Accusés pour rien à Pantin

Cinq mineurs de Seine-Saint-Denis harassés par la police + une mère de famille tabassée par les forces de l'ordre = six kids inculpés.

Screenshot d'une caméra de surveillance, via Flickr.

Pantin, Seine-Saint-Denis, 10 février. Il est 6 h 30. On vient frapper à la porte de la famille Kraiker, cité Auger (dans la rue du même nom), face aux entrepôts de la marque de luxe Hermès. Zohra Kraiker, la mère de famille, vient ouvrir. Face à elle, le commissaire divisionnaire, M. Lacombe, accompagné de policiers. Pas très loin, un journaliste de l'Agence France Presse prend des notes.
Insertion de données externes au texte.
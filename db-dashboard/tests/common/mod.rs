//! Shared fixtures: an in-memory data source that records every call

#![allow(dead_code)]

use async_trait::async_trait;
use db_dashboard::{
    ColumnInfo, DataSource, DatabaseError, FindQuery, ForeignKey, Row, TableInfo, Value,
};
use std::collections::HashMap;
use std::sync::atomic::{AtomicBool, Ordering};
use std::sync::Mutex;

/// In-memory tables with a log of data-layer calls
pub struct MemorySource {
    tables: Vec<TableInfo>,
    rows: Mutex<HashMap<String, Vec<Row>>>,
    calls: Mutex<Vec<String>>,
    fail_counts: AtomicBool,
}

impl MemorySource {
    pub fn new(tables: Vec<TableInfo>) -> Self {
        Self {
            tables,
            rows: Mutex::new(HashMap::new()),
            calls: Mutex::new(Vec::new()),
            fail_counts: AtomicBool::new(false),
        }
    }

    /// `users` with 25 rows and `orders` pointing at them
    pub fn users_and_orders() -> Self {
        let source = Self::new(vec![users_table(), orders_table()]);

        for id in 1..=25 {
            source.insert(
                "users",
                row(&[
                    ("id", Value::Integer(id)),
                    ("name", Value::Text(format!("User {}", id))),
                    ("score", Value::Real(id as f64 / 2.0)),
                    ("is_active", Value::Bool(id % 2 == 0)),
                ]),
            );
        }
        source.insert(
            "orders",
            row(&[
                ("id", Value::Integer(1)),
                ("user_id", Value::Integer(7)),
                ("quantity", Value::Integer(3)),
            ]),
        );

        source
    }

    pub fn insert(&self, table: &str, row: Row) {
        self.rows
            .lock()
            .unwrap()
            .entry(table.to_string())
            .or_default()
            .push(row);
    }

    pub fn rows(&self, table: &str) -> Vec<Row> {
        self.rows
            .lock()
            .unwrap()
            .get(table)
            .cloned()
            .unwrap_or_default()
    }

    /// Data-layer calls made so far, as `operation:table`
    pub fn calls(&self) -> Vec<String> {
        self.calls.lock().unwrap().clone()
    }

    pub fn clear_calls(&self) {
        self.calls.lock().unwrap().clear();
    }

    pub fn fail_counts(&self) {
        self.fail_counts.store(true, Ordering::SeqCst);
    }

    fn record(&self, operation: &str, table: &str) {
        self.calls
            .lock()
            .unwrap()
            .push(format!("{}:{}", operation, table));
    }
}

#[async_trait]
impl DataSource for MemorySource {
    async fn describe_tables(&self) -> Result<Vec<TableInfo>, DatabaseError> {
        Ok(self.tables.clone())
    }

    async fn count(&self, table: &str) -> Result<u64, DatabaseError> {
        self.record("count", table);
        if self.fail_counts.load(Ordering::SeqCst) {
            return Err(DatabaseError::Query("connection lost".to_string()));
        }
        Ok(self.rows(table).len() as u64)
    }

    async fn find(&self, table: &str, query: FindQuery) -> Result<Vec<Row>, DatabaseError> {
        self.record("find", table);
        let rows = self.rows(table);

        Ok(match query {
            FindQuery::Page { offset, limit } => rows
                .into_iter()
                .skip(offset as usize)
                .take(limit as usize)
                .collect(),
            FindQuery::Where { column, equals } => rows
                .into_iter()
                .filter(|row| row.get(&column) == Some(&equals))
                .collect(),
        })
    }

    async fn save(&self, table: &str, primary_key: &str, mut row: Row) -> Result<Row, DatabaseError> {
        self.record("save", table);
        let mut tables = self.rows.lock().unwrap();
        let rows = tables.entry(table.to_string()).or_default();

        if row.get(primary_key).map_or(true, Value::is_null) {
            let next_id = rows
                .iter()
                .filter_map(|existing| match existing.get(primary_key) {
                    Some(Value::Integer(id)) => Some(*id),
                    _ => None,
                })
                .max()
                .unwrap_or(0)
                + 1;
            row.insert(primary_key, Value::Integer(next_id));
        }

        // Like an upsert: submitted columns overwrite, the others are kept.
        let key = row.get(primary_key).cloned();
        match rows
            .iter_mut()
            .find(|existing| existing.get(primary_key).cloned() == key)
        {
            Some(existing) => {
                for (column, value) in row.iter() {
                    existing.insert(column, value.clone());
                }
                Ok(existing.clone())
            }
            None => {
                rows.push(row.clone());
                Ok(row)
            }
        }
    }

    async fn delete(&self, table: &str, column: &str, equals: &Value) -> Result<u64, DatabaseError> {
        self.record("delete", table);
        let mut tables = self.rows.lock().unwrap();
        let rows = tables.entry(table.to_string()).or_default();

        let before = rows.len();
        rows.retain(|row| row.get(column) != Some(equals));
        Ok((before - rows.len()) as u64)
    }
}

pub fn row(pairs: &[(&str, Value)]) -> Row {
    pairs
        .iter()
        .map(|(column, value)| (column.to_string(), value.clone()))
        .collect()
}

fn column(name: &str, data_type: &str, is_primary_key: bool) -> ColumnInfo {
    ColumnInfo {
        name: name.to_string(),
        data_type: data_type.to_string(),
        nullable: !is_primary_key,
        is_primary_key,
    }
}

pub fn users_table() -> TableInfo {
    TableInfo {
        name: "users".to_string(),
        columns: vec![
            column("id", "INTEGER", true),
            column("name", "TEXT", false),
            column("score", "REAL", false),
            column("is_active", "BOOLEAN", false),
        ],
        foreign_keys: Vec::new(),
    }
}

pub fn orders_table() -> TableInfo {
    TableInfo {
        name: "orders".to_string(),
        columns: vec![
            column("id", "INTEGER", true),
            column("user_id", "INTEGER", false),
            column("quantity", "INTEGER", false),
        ],
        foreign_keys: vec![ForeignKey {
            column: "user_id".to_string(),
            references_table: "users".to_string(),
            references_column: "id".to_string(),
        }],
    }
}

/// The fields a browser would submit for a rendered form
///
/// Text and number inputs submit their value; checkboxes submit their value
/// only when checked.
pub fn submitted_fields(form: &str) -> HashMap<String, String> {
    let mut fields = HashMap::new();

    for tag in form.split("<input ").skip(1) {
        let tag = &tag[..tag.find("/>").unwrap_or(tag.len())];
        let Some(name) = attribute(tag, "name") else {
            continue;
        };
        let value = attribute(tag, "value").unwrap_or_default();

        if attribute(tag, "type").as_deref() == Some("checkbox") {
            if tag.split_whitespace().any(|word| word == "checked") {
                fields.insert(name, value);
            }
        } else {
            fields.insert(name, value);
        }
    }

    fields
}

fn attribute(tag: &str, name: &str) -> Option<String> {
    let marker = format!(" {}=\"", name);
    let padded = format!(" {}", tag);
    let start = padded.find(&marker)? + marker.len();
    let end = padded[start..].find('"')? + start;
    Some(unescape(&padded[start..end]))
}

fn unescape(text: &str) -> String {
    text.replace("&quot;", "\"")
        .replace("&#39;", "'")
        .replace("&lt;", "<")
        .replace("&gt;", ">")
        .replace("&amp;", "&")
}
Surprise, on lui apprend que l'on vient interpeller ses deux fils, Bilal, 18 ans et Wassil, 15 ans. Motif : une plainte a été déposée par Pantin Habitat, pour dégradation de biens publics en réunion. Dans la foulée, un chiot est lui aussi emmené, non pas au commissariat, mais à la SPA. Les Kraiker avaient peu de temps auparavant reçu une lettre recommandée de leur bailleur, leur intimant l'ordre de « veiller à leur chien et de le tenir en laisse ».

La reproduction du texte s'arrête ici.